Santa Missa e Canonização de 14 Beatos
Homilia do Papa Francisco
Praça de São Pedro
Domingo, 20 de outubro de 2024
Observação: Foi celebrada a Missa do XXIX Domingo do Tempo Comum (Ano B).
Jesus pergunta a Tiago e a João: «O que quereis que Eu vos faça?»
(Mc 10,36). E logo a seguir, desafia-os: «Podeis beber o cálice que
Eu vou beber? Podeis ser batizados com o batismo com que vou ser batizado?» (v.
38). Jesus faz perguntas e, deste modo, ajuda-nos a discernir, porque as
perguntas fazem-nos descobrir o que há dentro de nós, iluminam o que trazemos
no coração e, às vezes, não sabemos.
Deixemo-nos interpelar pela Palavra do Senhor. Imaginemos que Ele
nos pergunta a cada um de nós: «O que queres que faça por ti?»; e a segunda
pergunta: «Podes beber o meu cálice?».
Com estas perguntas, Jesus faz emergir o vínculo e as expectativas
que os discípulos nutrem para com ele, com as luzes e sombras próprias de
qualquer relação. Com efeito, Tiago e João estão ligados a Jesus, mas têm
pretensões. Manifestam o desejo de estar perto d’Ele, mas apenas para ocupar um
lugar de honra, para desempenhar um papel importante, para “na sua glória, sentar-se
um à sua direita e outro à sua esquerda” (v. 37). Torna-se evidente que pensam
em Jesus como Messias, um Messias vitorioso, glorioso, e esperam que Ele
partilhe a sua glória com eles.

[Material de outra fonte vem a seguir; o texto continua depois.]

//! # Channel Configuration
//!
//! Limits and policy knobs for the channel keeper.

use serde::{Deserialize, Serialize};
use std::env;

use crate::domain::CHANNEL_ID_PREFIX;

/// Default maximum packet payload (1 MiB).
pub const DEFAULT_MAX_PACKET_DATA_LEN: usize = 1024 * 1024;

/// Default maximum version string length.
pub const DEFAULT_MAX_VERSION_LEN: usize = 512;

/// Channel keeper configuration.
#[derive(Clone, Debug, PartialEq, Eq, Serialize, Deserialize)]
pub struct ChannelConfig {
    /// Maximum number of connection hops per channel.
    pub max_connection_hops: usize,

    /// Maximum packet payload in bytes.
    pub max_packet_data_len: usize,

    /// Maximum version string length in bytes.
    pub max_version_len: usize,

    /// Prefix for generated channel identifiers.
    pub channel_id_prefix: String,

    /// Allow upgrading ORDERED channels to UNORDERED.
    pub allow_ordered_to_unordered_upgrade: bool,
}

impl Default for ChannelConfig {
    fn default() -> Self {
        Self {
            max_connection_hops: 1,
            max_packet_data_len: DEFAULT_MAX_PACKET_DATA_LEN,
            max_version_len: DEFAULT_MAX_VERSION_LEN,
            channel_id_prefix: CHANNEL_ID_PREFIX.to_string(),
            allow_ordered_to_unordered_upgrade: true,
        }
    }
}

impl ChannelConfig {
    /// Create a config for testing (small payload limit).
    pub fn for_testing() -> Self {
        Self {
            max_packet_data_len: 4096,
            ..Self::default()
        }
    }

    /// Defaults overridden from the environment.
    ///
    /// # Environment Variables
    ///
    /// - `QC_IBC_MAX_PACKET_DATA_LEN`: Maximum packet payload (default: 1048576)
    /// - `QC_IBC_MAX_VERSION_LEN`: Maximum version length (default: 512)
    /// - `QC_IBC_MAX_CONNECTION_HOPS`: Maximum connection hops (default: 1)
    pub fn from_env() -> Self {
        let defaults = Self::default();

        Self {
            max_packet_data_len: env::var("QC_IBC_MAX_PACKET_DATA_LEN")
                .ok()
                .and_then(|v| v.parse().ok())
                .unwrap_or(defaults.max_packet_data_len),

            max_version_len: env::var("QC_IBC_MAX_VERSION_LEN")
                .ok()
                .and_then(|v| v.parse().ok())
                .unwrap_or(defaults.max_version_len),

            max_connection_hops: env::var("QC_IBC_MAX_CONNECTION_HOPS")
                .ok()
                .and_then(|v| v.parse().ok())
                .unwrap_or(defaults.max_connection_hops),

            ..defaults
        }
    }
}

Veem em Jesus o Messias, mas pensam n’Ele
segundo a lógica do poder.
Jesus não se detém nas palavras dos discípulos, mas vai mais
fundo, escuta e lê o coração de cada um deles e também o de cada um de nós. E
durante o diálogo, por meio de duas perguntas, procura trazer à tona o desejo
que está por dentro daqueles pedidos.
Primeiro, pergunta: «O que quereis que Eu vos faça?»; e esta
interrogação revela os pensamentos dos seus corações, traz à luz as
expectativas escondidas e os sonhos de glória que os discípulos cultivam
secretamente. É como se Jesus perguntasse: “Quem queres que Eu seja para ti?”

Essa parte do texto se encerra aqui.